ATRC AtriCure Inc.

AtriCure Announces U.S. Launch of the AtriClip® PRO•V™ Device

AtriCure, Inc. (Nasdaq: ATRC), a leading innovator in treatments for atrial fibrillation (Afib) and left atrial appendage management, today announced that it has launched the AtriClip PRO•V™ Left Atrial Appendage (LAA) Exclusion System in the United States. The new device offers an open-ended design combined with a tip-first closure mechanism to enable easier navigation and placement when operating in minimally-invasive surgery (MIS) environments. The AtriClip PRO•V represents a significant addition to the company’s already deep offerings for epicardial left atrial appendage management. The device received 510(k) clearance in March of 2016, after which time the company introduced the device to a limited number of customers in the U.S. As of today, the product is available to all U.S. customers.
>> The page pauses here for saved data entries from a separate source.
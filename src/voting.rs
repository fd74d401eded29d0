use crate::audit::AuthEvent;
use crate::auth::SessionUser;
use crate::db::repositories::{choice_repository, question_repository, vote_repository};
use crate::error::VoteError;
use crate::startup::AppState;
use chrono::Utc;
use uuid::Uuid;

/// Record `voter`'s ballot for a question.
///
/// Rejections happen before any write: an unknown question, a closed voting
/// window, or a choice that is not a child of the question leave the store
/// untouched. On success the ballot is upserted (one per user per question,
/// latest wins), every choice tally for the question is re-derived from the
/// vote rows, and a `VoteCast` audit event is emitted.
pub async fn cast_vote(
    state: &AppState,
    voter: &SessionUser,
    ip: &str,
    question_id: Uuid,
    choice_id: Uuid,
) -> Result<(), VoteError> {
    let now = Utc::now();

    let question = question_repository::get_question(&state.db, question_id)
        .await?
        .ok_or(VoteError::QuestionNotFound)?;

    if !question.can_vote(now) {
        return Err(VoteError::VotingClosed);
    }

    choice_repository::get_choice_for_question(&state.db, question_id, choice_id)
        .await?
        .ok_or(VoteError::InvalidChoice)?;

    vote_repository::upsert_vote(&state.db, voter.id, question_id, choice_id).await?;
    choice_repository::recount_votes(&state.db, question_id).await?;

    state.auth_events.emit(&AuthEvent::VoteCast {
        username: voter.username.clone(),
        ip: ip.to_string(),
        question_id,
        at: now,
    });

    Ok(())
}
“The AtriClip® franchise continues to be the fastest growing part of our business, and we are excited to add another piece to our portfolio with the AtriClip PRO•V,” said Michael Carrel, President, and CEO of AtriCure. “The advancements with the open-ended design provides a more flexible approach in MIS therapies. Additionally, early experience and feedback from customers utilizing the device to treat patients has been excellent, and we are happy to now make the product available to all customers in the U.S. This platform will also serve as the foundation for future innovation and increasingly less invasive applications of our AtriClip platform.”

The AtriClip PRO•V has identical forces and pressure specifications to the closed-end design of the other AtriClip devices, such as the AtriClip FLEX and the AtriClip PRO2™. The AtriClip PRO•V is also compatible with 12mm ports, making it an ideal choice for minimally invasive approaches. In addition, the unique design allows for the AtriClip PRO•V to be repositioned multiple times before deployment to ensure ideal placement at the base of the appendage.

"Development of the AtriClip PRO•V is another step in the direction of a comprehensive strategy for management of the left atrial appendage. It expands the options for minimally invasive approaches including right chest access and an easier implantation of an epicardial atrial appendage clip," said Mubashir A. Mumtaz, MD, FACS, FACC at Pinnacle Health in Pennsylvania. "AtriCure has been consistently working for decades to improve patients’ lives by offering devices for atrial fibrillation ablation and left atrial appendage closure. Development of this new AtriClip device is another significant step in this direction, which improves access to the appendage and makes it easier to visualize and apply the AtriClip at the base of the appendage utilizing minimally invasive techniques. Our team at Pinnacle Health is privileged to be part of this development."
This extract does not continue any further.